Frequently Asked Questions

Why did I get two separate hospital bills for my baby?

From a billing standpoint, your newborn is a separate patient with their own admission the moment they’re born. The hospital opens a new account for the baby that covers the well-baby nursery, newborn screenings, and vaccinations—separate from the mother’s bill covering labor, delivery, and postpartum care. Each bill is processed through insurance separately and may generate different cost-sharing obligations.

What is a newborn well-baby charge?

A newborn well-baby charge covers the routine care every newborn receives: daily nursing assessments, vital signs monitoring, feeding support, and required screening tests including the metabolic panel, hearing test, and pulse oximetry for congenital heart defects. These charges typically run $400–$800 per day and are generally covered by insurance under preventive care provisions with no cost-sharing.

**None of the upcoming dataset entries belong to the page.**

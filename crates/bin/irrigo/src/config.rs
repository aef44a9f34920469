//! Configuration loading: TOML file with environment variable overrides.
//!
//! Looks for `irrigo.toml` in the working directory. Every field has a
//! sensible default so the file is optional. Environment variables take
//! precedence over file values.

use std::time::Duration;

use serde::Deserialize;

/// Top-level configuration.
#[derive(Debug, Default, Deserialize)]
#[serde(default)]
pub struct Config {
    /// Where the irrigation controller is reachable.
    pub controller: ControllerConfig,
    /// Poll cadence.
    pub polling: PollingConfig,
    /// Logging settings.
    pub logging: LoggingConfig,
}

/// Controller endpoint configuration.
#[derive(Debug, Deserialize)]
#[serde(default)]
pub struct ControllerConfig {
    /// Base URL the `/api/*` paths are appended to.
    pub base_url: String,
}

/// Poller configuration.
#[derive(Debug, Deserialize)]
#[serde(default)]
pub struct PollingConfig {
    /// Delay between the end of one poll and the start of the next.
    pub interval_ms: u64,
}

/// Logging configuration.
#[derive(Debug, Deserialize)]
#[serde(default)]
pub struct LoggingConfig {
    /// Filter directive (`RUST_LOG` syntax).
    pub filter: String,
}

impl Config {
    /// Load configuration from `irrigo.toml` (if present) then apply
    /// environment-variable overrides.
    ///
    /// # Errors
    ///
    /// Returns an error if the TOML file exists but is malformed, or if the
    /// resulting configuration is invalid.
    pub fn load() -> Result<Self, ConfigError> {
        let mut config = Self::from_file("irrigo.toml")?;
        config.apply_env_overrides();
        config.validate()?;
        Ok(config)
    }

    fn from_file(path: &str) -> Result<Self, ConfigError> {
        match std::fs::read_to_string(path) {
            Ok(content) => toml::from_str(&content).map_err(ConfigError::Parse),
            Err(err) if err.kind() == std::io::ErrorKind::NotFound => Ok(Self::default()),
            Err(err) => Err(ConfigError::Io(err)),
        }
    }

    fn apply_env_overrides(&mut self) {
        if let Ok(val) = std::env::var("IRRIGO_CONTROLLER_URL") {
            self.controller.base_url = val;
        }
        if let Ok(val) = std::env::var("IRRIGO_POLL_INTERVAL_MS")
            && let Ok(interval) = val.parse()
        {
            self.polling.interval_ms = interval;
        }
        if let Ok(val) = std::env::var("IRRIGO_LOG") {
            self.logging.filter = val;
        }
        if let Ok(val) = std::env::var("RUST_LOG") {
            self.logging.filter = val;
        }
    }

    fn validate(&self) -> Result<(), ConfigError> {
        let url = self.controller.base_url.trim();
        if url.is_empty() {
            return Err(ConfigError::Validation(
                "controller base_url must not be empty".to_string(),
            ));
        }
        if !(url.starts_with("http://") || url.starts_with("https://")) {
            return Err(ConfigError::Validation(format!(
                "controller base_url must be an http(s) URL, got {url:?}"
            )));
        }
        if self.polling.interval_ms == 0 {
            return Err(ConfigError::Validation(
                "polling interval_ms must be non-zero".to_string(),
            ));
        }
        Ok(())
    }

    /// Return the controller base URL without surrounding whitespace.
    #[must_use]
    pub fn controller_url(&self) -> &str {
        self.controller.base_url.trim()
    }

    #[must_use]
    pub fn poll_interval(&self) -> Duration {
        Duration::from_millis(self.polling.interval_ms)
    }
}

impl Default for ControllerConfig {
    fn default() -> Self {
        Self {
            base_url: "http://192.168.4.1".to_string(),
        }
    }
}

impl Default for PollingConfig {
    fn default() -> Self {
        Self { interval_ms: 2000 }
    }
}

impl Default for LoggingConfig {
    fn default() -> Self {
        Self {
            filter: "irrigo=info".to_string(),
        }
    }
}

/// Configuration errors.
#[derive(Debug, thiserror::Error)]
pub enum ConfigError {
    /// TOML parse failure.
    #[error("failed to parse config file")]
    Parse(#[from] toml::de::Error),
    /// File I/O failure.
    #[error("failed to read config file")]
    Io(#[from] std::io::Error),
    /// Semantic validation failure.
    #[error("invalid configuration: {0}")]
    Validation(String),
}

#[cfg(test)]
mod tests {
    use super::*;

    #[test]
    fn should_produce_sensible_defaults() {
        let config = Config::default();
        assert_eq!(config.controller.base_url, "http://192.168.4.1");
        assert_eq!(config.polling.interval_ms, 2000);
        assert_eq!(config.logging.filter, "irrigo=info");
    }

    #[test]
    fn should_parse_minimal_toml() {
        let config: Config = toml::from_str("").unwrap();
        assert_eq!(config.polling.interval_ms, 2000);
    }

    #[test]
    fn should_parse_full_toml() {
        let toml = "
            [controller]
            base_url = 'http://irrigo.local'

            [polling]
            interval_ms = 5000

            [logging]
            filter = 'debug'
        ";
        let config: Config = toml::from_str(toml).unwrap();
        assert_eq!(config.controller.base_url, "http://irrigo.local");
        assert_eq!(config.polling.interval_ms, 5000);
        assert_eq!(config.logging.filter, "debug");
    }

    #[test]
    fn should_parse_partial_toml_with_defaults() {
        let toml = "
            [polling]
            interval_ms = 750
        ";
        let config: Config = toml::from_str(toml).unwrap();
        assert_eq!(config.poll_interval(), Duration::from_millis(750));
        assert_eq!(config.controller.base_url, "http://192.168.4.1");
    }

    #[test]
    fn should_return_default_when_file_not_found() {
        let config = Config::from_file("nonexistent.toml").unwrap();
        assert_eq!(config.polling.interval_ms, 2000);
    }

    #[test]
    fn should_accept_defaults() {
        assert!(Config::default().validate().is_ok());
    }

    #[test]
    fn should_reject_zero_interval() {
        let mut config = Config::default();
        config.polling.interval_ms = 0;
        assert!(config.validate().is_err());
    }

    #[test]
    fn should_reject_empty_base_url() {
        let mut config = Config::default();
        config.controller.base_url = "  ".to_string();
        assert!(config.validate().is_err());
    }

    #[test]
    fn should_reject_non_http_base_url() {
        let mut config = Config::default();
        config.controller.base_url = "192.168.4.1".to_string();
        assert!(matches!(config.validate(), Err(ConfigError::Validation(_))));
    }

    #[test]
    fn should_accept_https_base_url() {
        let mut config = Config::default();
        config.controller.base_url = " https://irrigo.example ".to_string();
        assert!(config.validate().is_ok());
        assert_eq!(config.controller_url(), "https://irrigo.example");
    }

    #[test]
    fn should_report_parse_error_for_invalid_toml() {
        let result: Result<Config, _> = toml::from_str("invalid {{{");
        assert!(result.is_err());
    }
}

How long does a baby stay as an inpatient after birth?

Federal law guarantees at least a 48-hour hospital stay for vaginal deliveries and at least 96 hours for C-sections. Insurance must cover this minimum stay. If the baby has medical needs requiring a longer stay, additional days require insurer approval, though approval is typically automatic for documented medical necessity.

Can my newborn qualify for Medicaid even if I don’t?

Yes. In every state, a baby born to a Medicaid-eligible mother is automatically enrolled in Medicaid from the moment of birth. Many states extend newborn Medicaid eligibility based on the baby’s own income (which is $0), regardless of parental income or insurance status. Parents typically have up to 60 days after birth to apply for retroactive coverage backdated to the birth date.

What should I do if my baby’s NICU bill seems wrong?

Request an itemized NICU bill broken down by day. Compare the number of billed days against your baby’s NICU admission and discharge dates from the medical record. Verify the level of NICU care billed (Level II vs. Level III vs. Level IV) against what the medical record documents— higher levels are significantly more expensive. Check for duplicate charges, which are common in NICU billing for daily monitoring equipment.